Collection entries:
----------------

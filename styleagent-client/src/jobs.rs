//! Job-related API endpoints

use reqwest::Method;
use serde_json::Value;
use styleagent_core::domain::job::{Job, JobStatus};
use styleagent_core::domain::result::JobExecutionResult;
use styleagent_core::dto::job::{CompleteJobRequest, HeartbeatRequest};
use tracing::debug;

use crate::RunnerClient;
use crate::error::{ClientError, Result};

impl RunnerClient {
    // =============================================================================
    // Job Discovery
    // =============================================================================

    /// List pending jobs, at most `limit`
    ///
    /// The backend may answer with a bare array or with `{"items": [...]}`.
    /// One malformed job fails the whole call.
    pub async fn list_pending_jobs(&self, limit: u32) -> Result<Vec<Job>> {
        let limit = limit.to_string();
        let payload = self
            .transport
            .request_json(
                Method::GET,
                "/runner/jobs",
                None,
                &[("status", "pending"), ("limit", limit.as_str())],
            )
            .await?;

        let items = match &payload {
            Value::Array(items) => items,
            Value::Object(object) => match object.get("items") {
                Some(Value::Array(items)) => items,
                _ => {
                    return Err(ClientError::InvalidPayload(
                        "jobs object has no items array".to_string(),
                    ));
                }
            },
            _ => {
                return Err(ClientError::InvalidPayload(
                    "jobs payload must be an array or an object with items".to_string(),
                ));
            }
        };

        let jobs = items
            .iter()
            .map(Job::from_value)
            .collect::<std::result::Result<Vec<_>, _>>()?;

        debug!(count = jobs.len(), "Fetched pending jobs");
        Ok(jobs)
    }

    /// Get a job by ID
    pub async fn get_job(&self, job_id: &str) -> Result<Job> {
        let path = format!("/runner/jobs/{}", job_id);
        let payload = self
            .transport
            .request_json(Method::GET, &path, None, &[])
            .await?;

        Ok(Job::from_value(&payload)?)
    }

    // =============================================================================
    // Job Lifecycle
    // =============================================================================

    /// Claim a job for execution by this runner
    pub async fn claim_job(&self, job_id: &str) -> Result<()> {
        let path = format!("/runner/jobs/{}/claim", job_id);
        self.transport
            .request_json(Method::POST, &path, None, &[])
            .await?;
        Ok(())
    }

    /// Report that a job is alive in `status`
    pub async fn heartbeat_job(&self, job_id: &str, status: JobStatus) -> Result<()> {
        let path = format!("/runner/jobs/{}/heartbeat", job_id);
        let body = Self::to_body(&HeartbeatRequest { status })?;
        self.transport
            .request_json(Method::POST, &path, Some(&body), &[])
            .await?;
        Ok(())
    }

    /// Submit the terminal result of a job, with its logs
    pub async fn complete_job(&self, result: &JobExecutionResult) -> Result<()> {
        let path = format!("/runner/jobs/{}/complete", result.job_id);
        let body = Self::to_body(&CompleteJobRequest::from(result))?;
        self.transport
            .request_json(Method::POST, &path, Some(&body), &[])
            .await?;
        Ok(())
    }
}
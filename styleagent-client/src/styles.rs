//! Style compilation endpoints

use reqwest::Method;
use serde_json::Value;
use std::fmt;

use crate::RunnerClient;
use crate::error::Result;

/// Output format a style version can be compiled to
#[derive(Debug, Clone, Copy, PartialEq, Eq)]
pub enum CompileTarget {
    CaptureOne,
}

impl CompileTarget {
    pub fn as_str(self) -> &'static str {
        match self {
            CompileTarget::CaptureOne => "captureone",
        }
    }
}

impl fmt::Display for CompileTarget {
    fn fmt(&self, f: &mut fmt::Formatter<'_>) -> fmt::Result {
        f.write_str(self.as_str())
    }
}

impl RunnerClient {
    /// Compile a style version for `target`
    ///
    /// # Returns
    /// The backend's compile result, passed through untouched
    pub async fn compile_style(
        &self,
        style_id: &str,
        version: &str,
        target: CompileTarget,
    ) -> Result<Value> {
        let path = format!("/styles/{}/versions/{}/compile", style_id, version);
        self.transport
            .request_json(Method::POST, &path, None, &[("target", target.as_str())])
            .await
    }
}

----------------

▶ [What you are asked to do] Please give back, exactly as it stands above, the stretch from the line with "Value::Object(object) => match" through the line with "a job by ID", and no line outside it.

▶ [Exercise output]
            Value::Object(object) => match object.get("items") {
                Some(Value::Array(items)) => items,
                _ => {
                    return Err(ClientError::InvalidPayload(
                        "jobs object has no items array".to_string(),
                    ));
                }
            },
            _ => {
                return Err(ClientError::InvalidPayload(
                    "jobs payload must be an array or an object with items".to_string(),
                ));
            }
        };

        let jobs = items
            .iter()
            .map(Job::from_value)
            .collect::<std::result::Result<Vec<_>, _>>()?;

        debug!(count = jobs.len(), "Fetched pending jobs");
        Ok(jobs)
    }

    /// Get a job by ID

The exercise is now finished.